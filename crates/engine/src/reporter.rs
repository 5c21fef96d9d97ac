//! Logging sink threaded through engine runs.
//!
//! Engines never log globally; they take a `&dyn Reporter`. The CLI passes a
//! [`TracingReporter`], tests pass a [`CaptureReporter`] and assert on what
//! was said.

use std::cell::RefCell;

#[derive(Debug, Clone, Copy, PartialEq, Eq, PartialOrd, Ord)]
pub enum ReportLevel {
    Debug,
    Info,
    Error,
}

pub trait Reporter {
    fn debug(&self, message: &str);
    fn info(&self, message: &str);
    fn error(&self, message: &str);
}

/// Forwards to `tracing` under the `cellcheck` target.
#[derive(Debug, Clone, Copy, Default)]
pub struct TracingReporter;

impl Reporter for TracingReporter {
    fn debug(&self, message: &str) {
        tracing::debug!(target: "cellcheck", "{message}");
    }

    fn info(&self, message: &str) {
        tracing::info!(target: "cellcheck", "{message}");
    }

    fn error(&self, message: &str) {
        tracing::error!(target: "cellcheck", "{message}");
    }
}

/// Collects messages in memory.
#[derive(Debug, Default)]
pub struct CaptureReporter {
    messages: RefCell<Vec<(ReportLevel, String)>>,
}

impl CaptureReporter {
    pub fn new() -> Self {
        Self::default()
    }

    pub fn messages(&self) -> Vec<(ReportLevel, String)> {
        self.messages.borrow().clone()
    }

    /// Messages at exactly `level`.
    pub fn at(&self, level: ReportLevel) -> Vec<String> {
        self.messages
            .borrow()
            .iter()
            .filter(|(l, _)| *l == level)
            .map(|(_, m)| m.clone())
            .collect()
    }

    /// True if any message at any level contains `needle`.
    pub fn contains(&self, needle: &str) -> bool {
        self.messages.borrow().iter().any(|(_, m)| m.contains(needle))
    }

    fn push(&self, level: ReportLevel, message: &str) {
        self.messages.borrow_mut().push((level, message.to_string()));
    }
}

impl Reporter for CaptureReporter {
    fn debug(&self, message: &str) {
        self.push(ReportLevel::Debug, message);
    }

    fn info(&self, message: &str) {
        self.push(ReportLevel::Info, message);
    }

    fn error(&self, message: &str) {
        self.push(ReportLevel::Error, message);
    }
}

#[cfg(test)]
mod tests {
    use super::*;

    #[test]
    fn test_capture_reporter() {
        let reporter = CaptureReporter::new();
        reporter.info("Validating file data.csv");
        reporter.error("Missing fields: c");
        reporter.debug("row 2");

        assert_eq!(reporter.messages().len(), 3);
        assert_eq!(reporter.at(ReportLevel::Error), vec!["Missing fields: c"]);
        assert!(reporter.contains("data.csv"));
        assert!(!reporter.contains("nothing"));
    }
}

> **Problem to solve**
Output the material above exactly. Omit nothing.

> **Result below**
filename crates/engine/src/reporter.rs
repository 5c21fef96d9d97ac
//! Logging sink threaded through engine runs.
//!
//! Engines never log globally; they take a `&dyn Reporter`. The CLI passes a
//! [`TracingReporter`], tests pass a [`CaptureReporter`] and assert on what
//! was said.

use std::cell::RefCell;

#[derive(Debug, Clone, Copy, PartialEq, Eq, PartialOrd, Ord)]
pub enum ReportLevel {
    Debug,
    Info,
    Error,
}

pub trait Reporter {
    fn debug(&self, message: &str);
    fn info(&self, message: &str);
    fn error(&self, message: &str);
}

/// Forwards to `tracing` under the `cellcheck` target.
#[derive(Debug, Clone, Copy, Default)]
pub struct TracingReporter;

impl Reporter for TracingReporter {
    fn debug(&self, message: &str) {
        tracing::debug!(target: "cellcheck", "{message}");
    }

    fn info(&self, message: &str) {
        tracing::info!(target: "cellcheck", "{message}");
    }

    fn error(&self, message: &str) {
        tracing::error!(target: "cellcheck", "{message}");
    }
}

/// Collects messages in memory.
#[derive(Debug, Default)]
pub struct CaptureReporter {
    messages: RefCell<Vec<(ReportLevel, String)>>,
}

impl CaptureReporter {
    pub fn new() -> Self {
        Self::default()
    }

    pub fn messages(&self) -> Vec<(ReportLevel, String)> {
        self.messages.borrow().clone()
    }

    /// Messages at exactly `level`.
    pub fn at(&self, level: ReportLevel) -> Vec<String> {
        self.messages
            .borrow()
            .iter()
            .filter(|(l, _)| *l == level)
            .map(|(_, m)| m.clone())
            .collect()
    }

    /// True if any message at any level contains `needle`.
    pub fn contains(&self, needle: &str) -> bool {
        self.messages.borrow().iter().any(|(_, m)| m.contains(needle))
    }

    fn push(&self, level: ReportLevel, message: &str) {
        self.messages.borrow_mut().push((level, message.to_string()));
    }
}

impl Reporter for CaptureReporter {
    fn debug(&self, message: &str) {
        self.push(ReportLevel::Debug, message);
    }

    fn info(&self, message: &str) {
        self.push(ReportLevel::Info, message);
    }

    fn error(&self, message: &str) {
        self.push(ReportLevel::Error, message);
    }
}

#[cfg(test)]
mod tests {
    use super::*;

    #[test]
    fn test_capture_reporter() {
        let reporter = CaptureReporter::new();
        reporter.info("Validating file data.csv");
        reporter.error("Missing fields: c");
        reporter.debug("row 2");

        assert_eq!(reporter.messages().len(), 3);
        assert_eq!(reporter.at(ReportLevel::Error), vec!["Missing fields: c"]);
        assert!(reporter.contains("data.csv"));
        assert!(!reporter.contains("nothing"));
    }
}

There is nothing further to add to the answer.